Anche nel mondo delle democrazie occidentali abbiamo casi peculiari: le richieste spagnole di riavere indietro Gibilterra dal Regno Unito per ragioni di continuità territoriale non mettono in imbarazzo la volontà politica spagnola di mantenere il possesso di Ceuta e Melilla in Africa.

Allo stesso modo “qui da noi” non si nota quanto strida veder gridare alla sostituzione etnica oggi compagini politiche eredi di una tradizione che ha dato impulso e ancor oggi storicamente difende la colonizzazione italiana della Libia o invocare blocchi navali all’immigrazione dopo aver esportato milioni di braccia per un secolo e mezzo in tutto il mondo.

Verso una geoetica

Concludendo, la geopolitica non è di per sé una scienza che abbia un colore politico: è, come molte pratiche umane, uno strumento neutro. È quando la si utilizza per costruire giudizi ideali sul passato o per avvalorare pretese politiche sul futuro che essa diviene alimento di un racconto tossico.

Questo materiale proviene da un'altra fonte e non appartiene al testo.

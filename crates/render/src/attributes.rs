//! Raw property map to canonical attributes.

use crate::output::Attributes;
use mdvtree_core::{Properties, PropertyNames, Space};

/// Maps raw properties to canonical attribute names, carrying values unchanged.
///
/// `skip` names a raw key consumed during classification. Keys the lookup
/// does not know keep their own name.
pub fn map_attributes(
    properties: &Properties,
    skip: Option<&str>,
    space: Space,
    names: &dyn PropertyNames,
) -> Attributes {
    properties
        .iter()
        .filter(|(key, _)| Some(key.as_str()) != skip)
        .fold(Attributes::new(), |mut acc, (key, value)| {
            let name = names.attribute_name(space, key);
            acc.insert(name.into_owned(), value.clone());
            acc
        })
}
//! Positional context threaded through the render recursion.

use mdvtree_core::Space;

/// Which table section encloses the current position.
#[derive(Debug, Clone, Copy, PartialEq, Eq, Default)]
pub enum TableSection {
    /// Not inside `thead` or `tbody`.
    #[default]
    None,
    /// Inside `thead`.
    Head,
    /// Inside `tbody`.
    Body,
}

/// Context for one level of the recursion.
///
/// Values are never mutated in place; each level derives the context for
/// its descendants (or its next sibling) as a modified copy.
#[derive(Debug, Clone, Copy, PartialEq, Eq)]
pub struct RenderContext {
    /// Nesting depth of the innermost list, `-1` outside any list.
    pub list_depth: i32,
    /// Whether the innermost list is ordered.
    pub list_ordered: bool,
    /// Index of the last item seen in the innermost list, `-1` before the first.
    pub list_item_index: i32,
    /// Enclosing table section.
    pub table_section: TableSection,
    /// Attribute namespace for property-name lookups.
    pub space: Space,
}

impl RenderContext {
    /// Context at the tree root.
    pub const fn root() -> Self {
        Self {
            list_depth: -1,
            list_ordered: false,
            list_item_index: -1,
            table_section: TableSection::None,
            space: Space::Html,
        }
    }

    /// Returns true if some list encloses the current position.
    pub fn in_list(&self) -> bool {
        self.list_depth >= 0
    }

    /// Context for the children of a `ul`/`ol`.
    pub fn enter_list(self, ordered: bool) -> Self {
        Self {
            list_depth: self.list_depth + 1,
            list_ordered: ordered,
            list_item_index: -1,
            ..self
        }
    }

    /// Same context with the item counter set to `index`.
    pub fn with_item_index(self, index: i32) -> Self {
        Self {
            list_item_index: index,
            ..self
        }
    }

    /// Context for the children of a `thead`/`tbody`.
    pub fn enter_table_section(self, section: TableSection) -> Self {
        Self {
            table_section: section,
            ..self
        }
    }

    /// Context for the children of an `svg` element.
    pub fn enter_space(self, space: Space) -> Self {
        Self { space, ..self }
    }
}

impl Default for RenderContext {
    fn default() -> Self {
        Self::root()
    }
}
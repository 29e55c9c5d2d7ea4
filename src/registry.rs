//! Named filter table exposed to the template host.
//!
//! The host looks filters up by the name used in template syntax
//! (`{{ body | slides }}`). A default registry holds exactly one entry,
//! `slides`.

use rayon::prelude::*;
use rustc_hash::FxHashMap;
use serde_json::Value;

use crate::config::{ConfigError, FilterConfig};
use crate::debug;
use crate::filter::{Filter, FilterError, SlidesFilter};

/// Filters keyed by template name.
pub struct FilterRegistry {
    filters: FxHashMap<String, Box<dyn Filter>>,
}

impl FilterRegistry {
    /// Create an empty registry.
    pub fn new() -> Self {
        Self {
            filters: FxHashMap::default(),
        }
    }

    /// Create a registry with the stock filters built from `config`.
    ///
    /// Fails if `config` does not pass validation.
    pub fn with_config(config: &FilterConfig) -> Result<Self, ConfigError> {
        let mut registry = Self::new();
        registry.register(SlidesFilter::new(config)?);
        Ok(registry)
    }

    /// Register a filter under its own name.
    ///
    /// Returns the previously registered filter of that name, if any.
    pub fn register<F: Filter + 'static>(&mut self, filter: F) -> Option<Box<dyn Filter>> {
        let name = filter.name().to_string();
        debug!("registry"; "registered filter `{}`", name);
        self.filters.insert(name, Box::new(filter))
    }

    pub fn get(&self, name: &str) -> Option<&dyn Filter> {
        self.filters.get(name).map(Box::as_ref)
    }

    pub fn contains(&self, name: &str) -> bool {
        self.filters.contains_key(name)
    }

    /// Registered names, sorted.
    pub fn names(&self) -> Vec<&str> {
        let mut names: Vec<_> = self.filters.keys().map(String::as_str).collect();
        names.sort_unstable();
        names
    }

    pub fn len(&self) -> usize {
        self.filters.len()
    }

    pub fn is_empty(&self) -> bool {
        self.filters.is_empty()
    }

    /// Apply the filter `name` to `input`.
    pub fn apply(&self, name: &str, input: &str) -> Result<String, FilterError> {
        Ok(self.lookup(name)?.apply(input))
    }

    /// Apply the filter `name` to a dynamic host value.
    ///
    /// Only strings are accepted; anything else is reported with its kind.
    pub fn apply_value(&self, name: &str, value: &Value) -> Result<Value, FilterError> {
        let filter = self.lookup(name)?;
        match value {
            Value::String(s) => Ok(Value::String(filter.apply(s))),
            other => Err(FilterError::NotAString {
                filter: name.to_string(),
                found: value_kind(other),
            }),
        }
    }

    /// Apply the filter `name` to many inputs in parallel, preserving order.
    pub fn apply_all<S>(&self, name: &str, inputs: &[S]) -> Result<Vec<String>, FilterError>
    where
        S: AsRef<str> + Sync,
    {
        let filter = self.lookup(name)?;
        debug!("registry"; "applying `{}` to {} inputs", name, inputs.len());
        Ok(inputs
            .par_iter()
            .map(|input| filter.apply(input.as_ref()))
            .collect())
    }

    fn lookup(&self, name: &str) -> Result<&dyn Filter, FilterError> {
        self.get(name)
            .ok_or_else(|| FilterError::Unknown(name.to_string()))
    }
}

impl Default for FilterRegistry {
    fn default() -> Self {
        let mut registry = Self::new();
        registry.register(SlidesFilter::default());
        registry
    }
}

impl std::fmt::Debug for FilterRegistry {
    fn fmt(&self, f: &mut std::fmt::Formatter<'_>) -> std::fmt::Result {
        f.debug_struct("FilterRegistry")
            .field("filters", &self.names())
            .finish()
    }
}

/// JSON kind name for error messages.
const fn value_kind(value: &Value) -> &'static str {
    match value {
        Value::Null => "null",
        Value::Bool(_) => "boolean",
        Value::Number(_) => "number",
        Value::String(_) => "string",
        Value::Array(_) => "array",
        Value::Object(_) => "object",
    }
}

C’è la possibilità di neutralizzare questo pericolo prendendo qualche accorgimento: fra tutti, smettere di pensare e valutare gli stati come leviatani dotati di una volontà unica e di una propria fisicità. Basterebbe raccontarli per quel che sono, vale a dire insiemi di donne e uomini alle prese con lo spazio e con il tempo e che nel loro vivere hanno spesso interessi, amori, desideri, e in cui però solo ad alcuni è dato di decidere “per tutti”.

Basterebbe questa presa di coscienza per ripulire la geopolitica dalle incrostazioni ideologiche dando una lettura meno determinista dei rapporti tra gli stati e, al contempo, ridimensionando il peso stesso dello stato nella vita dei singoli. Si passerebbe dalla geopolitica alla geoetica: dai rapporti tra stati e territori al rapporto responsabile tra l’insieme degli individui e il pianeta nel suo insieme.

Ma forse qui si scivola nell’utopia.